Hospital and nursing home – germ cells for pathogens

Multiresistant bacteria arise particularly frequently in hospitals, and infections acquired there (“nosocomial infections”) are therefore especially difficult to treat. There are many reasons for the development of resistance in hospitals, but two issues in particular play a major role.

First, many advances have been made in recent years in the treatment of certain diseases (for example, organ transplants), but these are bought with drugs that suppress the immune system. This lowers the body’s defenses, and germs have an easier time and more time to multiply.

Especially in intensive care units, where these patients often lie, measures are also necessary that increase the risk of germs entering the body. Artificial respiration, feeding tubes, heart or bladder catheters, infusions via a venous access: all of these open up countless opportunities for bacteria to get to places where they can wreak havoc, even with strict hygiene.

Particular risk of infection in hospitals

Secondly, a hospital is of course not germ-free: there are many people in a confined space, many of whom also have diseases that are difficult to treat, not to mention staff and visitors.

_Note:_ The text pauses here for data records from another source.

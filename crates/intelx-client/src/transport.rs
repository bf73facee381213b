//! HTTP transport.
//!
//! [`Transport`] is the seam between the search logic and the network: the
//! production implementation is [`HttpTransport`] (reqwest), tests plug in
//! scripted in-memory transports. [`RateLimitedTransport`] wraps any
//! transport so that every call passes through the shared [`RateLimiter`],
//! and [`ApiClient`] layers JSON/text/binary decoding on top.

use crate::error::{Result, SearchError};
use crate::rate_limit::RateLimiter;
use async_trait::async_trait;
use intelx_core::ApiConfig;
use reqwest::Client;
use serde::de::DeserializeOwned;
use serde::Serialize;
use std::fmt;
use std::sync::Arc;

/// Header carrying the API key.
pub const API_KEY_HEADER: &str = "x-key";

/// HTTP method of an API call.
#[derive(Debug, Clone, Copy, PartialEq, Eq)]
pub enum Method {
    /// GET with query parameters
    Get,
    /// POST with a JSON body
    Post,
}

impl fmt::Display for Method {
    fn fmt(&self, f: &mut fmt::Formatter<'_>) -> fmt::Result {
        match self {
            Self::Get => write!(f, "GET"),
            Self::Post => write!(f, "POST"),
        }
    }
}

/// A single call against the API, independent of the HTTP library.
#[derive(Debug, Clone, PartialEq)]
pub struct ApiRequest {
    /// HTTP method
    pub method: Method,
    /// Path below the base URL, starting with `/`
    pub path: String,
    /// Query parameters, in order
    pub query: Vec<(String, String)>,
    /// JSON body for POST calls
    pub body: Option<serde_json::Value>,
}

impl ApiRequest {
    /// Create a GET request.
    #[must_use]
    pub fn get(path: impl Into<String>) -> Self {
        Self {
            method: Method::Get,
            path: path.into(),
            query: Vec::new(),
            body: None,
        }
    }

    /// Create a POST request with a JSON body.
    pub fn post<B: Serialize>(path: impl Into<String>, body: &B) -> Result<Self> {
        Ok(Self {
            method: Method::Post,
            path: path.into(),
            query: Vec::new(),
            body: Some(serde_json::to_value(body)?),
        })
    }

    /// Append a query parameter.
    #[must_use]
    pub fn param(mut self, key: impl Into<String>, value: impl ToString) -> Self {
        self.query.push((key.into(), value.to_string()));
        self
    }

    /// Look up a query parameter by name.
    #[must_use]
    pub fn query_value(&self, key: &str) -> Option<&str> {
        self.query
            .iter()
            .find(|(k, _)| k == key)
            .map(|(_, v)| v.as_str())
    }
}

/// Sends API requests and returns the raw body of 2xx responses.
///
/// Implementations must map non-2xx responses to [`SearchError::Http`] and
/// transport failures to [`SearchError::Network`].
#[async_trait]
pub trait Transport: Send + Sync {
    /// Execute one call.
    async fn send(&self, request: &ApiRequest) -> Result<Vec<u8>>;
}

/// reqwest-backed transport that attaches the API key to every call.
pub struct HttpTransport {
    client: Client,
    base_url: String,
    api_key: String,
}

impl HttpTransport {
    /// Create a transport for the given base URL and key.
    ///
    /// # Errors
    /// Returns error if the HTTP client cannot be created.
    pub fn new(base_url: impl Into<String>, api_key: impl Into<String>) -> Result<Self> {
        Self::from_config(&ApiConfig {
            base_url: base_url.into(),
            api_key: Some(api_key.into()),
            ..ApiConfig::default()
        })
    }

    /// Create a transport from connection settings.
    ///
    /// # Errors
    /// Returns error if no API key is configured or the HTTP client cannot
    /// be created.
    pub fn from_config(config: &ApiConfig) -> Result<Self> {
        let api_key = config
            .api_key
            .clone()
            .ok_or(intelx_core::ConfigError::MissingApiKey)?;

        let client = Client::builder()
            .timeout(config.request_timeout())
            .user_agent(config.user_agent.clone())
            .build()
            .map_err(|e| SearchError::Network(format!("failed to create HTTP client: {e}")))?;

        Ok(Self {
            client,
            base_url: config.base_url.trim_end_matches('/').to_string(),
            api_key,
        })
    }

    /// Base URL calls are issued against.
    #[must_use]
    pub fn base_url(&self) -> &str {
        &self.base_url
    }
}

#[async_trait]
impl Transport for HttpTransport {
    async fn send(&self, request: &ApiRequest) -> Result<Vec<u8>> {
        let url = format!("{}{}", self.base_url, request.path);
        tracing::trace!(method = %request.method, %url, "Sending API request");

        let mut builder = match request.method {
            Method::Get => self.client.get(&url),
            Method::Post => self.client.post(&url),
        }
        .header(API_KEY_HEADER, &self.api_key);

        if !request.query.is_empty() {
            builder = builder.query(&request.query);
        }
        if let Some(body) = &request.body {
            builder = builder.json(body);
        }

        let response = builder.send().await?;

        let status = response.status();
        if !status.is_success() {
            let body = response
                .text()
                .await
                .unwrap_or_else(|_| "Unknown error".to_string());
            return Err(SearchError::Http {
                status: status.as_u16(),
                body,
            });
        }

        let bytes = response.bytes().await?;
        Ok(bytes.to_vec())
    }
}

/// Transport wrapper that waits on a shared [`RateLimiter`] before each call.
pub struct RateLimitedTransport {
    inner: Arc<dyn Transport>,
    limiter: Arc<RateLimiter>,
}

impl RateLimitedTransport {
    /// Wrap a transport with the given limiter.
    #[must_use]
    pub fn new(inner: Arc<dyn Transport>, limiter: Arc<RateLimiter>) -> Self {
        Self { inner, limiter }
    }

    /// The limiter shared by this transport.
    #[must_use]
    pub fn limiter(&self) -> &Arc<RateLimiter> {
        &self.limiter
    }
}

#[async_trait]
impl Transport for RateLimitedTransport {
    async fn send(&self, request: &ApiRequest) -> Result<Vec<u8>> {
        let _permit = self.limiter.acquire().await;
        self.inner.send(request).await
    }
}

/// Typed access to the API over a (rate limited) transport.
#[derive(Clone)]
pub struct ApiClient {
    transport: Arc<dyn Transport>,
}

impl ApiClient {
    /// Wrap `transport` so that every call goes through `limiter`.
    #[must_use]
    pub fn new(transport: Arc<dyn Transport>, limiter: Arc<RateLimiter>) -> Self {
        Self {
            transport: Arc::new(RateLimitedTransport::new(transport, limiter)),
        }
    }

    /// Issue a call and decode the JSON response.
    pub async fn json<T: DeserializeOwned>(&self, request: &ApiRequest) -> Result<T> {
        let body = self.transport.send(request).await?;
        Ok(serde_json::from_slice(&body)?)
    }

    /// Issue a call and return the body as text.
    pub async fn text(&self, request: &ApiRequest) -> Result<String> {
        let body = self.transport.send(request).await?;
        Ok(String::from_utf8_lossy(&body).into_owned())
    }

    /// Issue a call and return the raw body.
    pub async fn bytes(&self, request: &ApiRequest) -> Result<Vec<u8>> {
        self.transport.send(request).await
    }
}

This means that the risk of transmission and infection is high and many different pathogens come together, which can exchange their resistances at their leisure. They cling to hands, gowns and stethoscopes, cling to hair, food trays and examination tubes, hide on door handles and X-ray machines, hide in water and filter systems.

Nursing homes and homes for the elderly are also affected. And when patients develop an infection, it naturally needs to be treated. This, in turn, can lead to germ selection and the development of resistance. In addition, broad-spectrum antibiotics, for example, destroy the natural intestinal flora, which means that pathogenic germs can then settle and spread even more easily. A vicious circle that is very difficult to counteract.